The problem is, Whitman hasn't figured out how to surmount the impression that she simply can spend her way into top elective office.

She certainly has put in the hours. Truth be told, Whitman has given more media interviews than she gets credit for. But you get the feeling that she would rather dump another $5 million or $10 million into her campaign -- to date, she has poured a record $64 million of her own money into the race -- than debate on the issues.

With that attitude, how can Whitman take on the presumptive Democratic nominee, Jerry Brown?

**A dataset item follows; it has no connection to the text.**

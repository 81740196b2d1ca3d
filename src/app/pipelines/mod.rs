pub mod user_pipeline;

pub use user_pipeline::UserPipeline;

For his part, Insurance Commissioner Poizner has put some $21 million into his campaign, but he also has spent years involved in public causes. In so doing, he has demonstrated respect for the institutions he seeks to govern. After he made his millions, but before he ran for office, Poizner served as a White House fellow and served as a volunteer teacher at a San Jose public school.

He ran for the Assembly and lost. In 2006, he ran for insurance commissioner and won. When he talks about state issues, he doesn't speak like a candidate who hired someone to write issue papers; he has personal history with the challenges the next governor will face.

For months, as know-it-alls were throwing dirt on his political grave, Poizner stuck to a strategy that now has given him a shot at victory. Maybe he'll win; maybe he won't. But Schwarzenegger would have done a better job if he had Poizner's brand of discipline.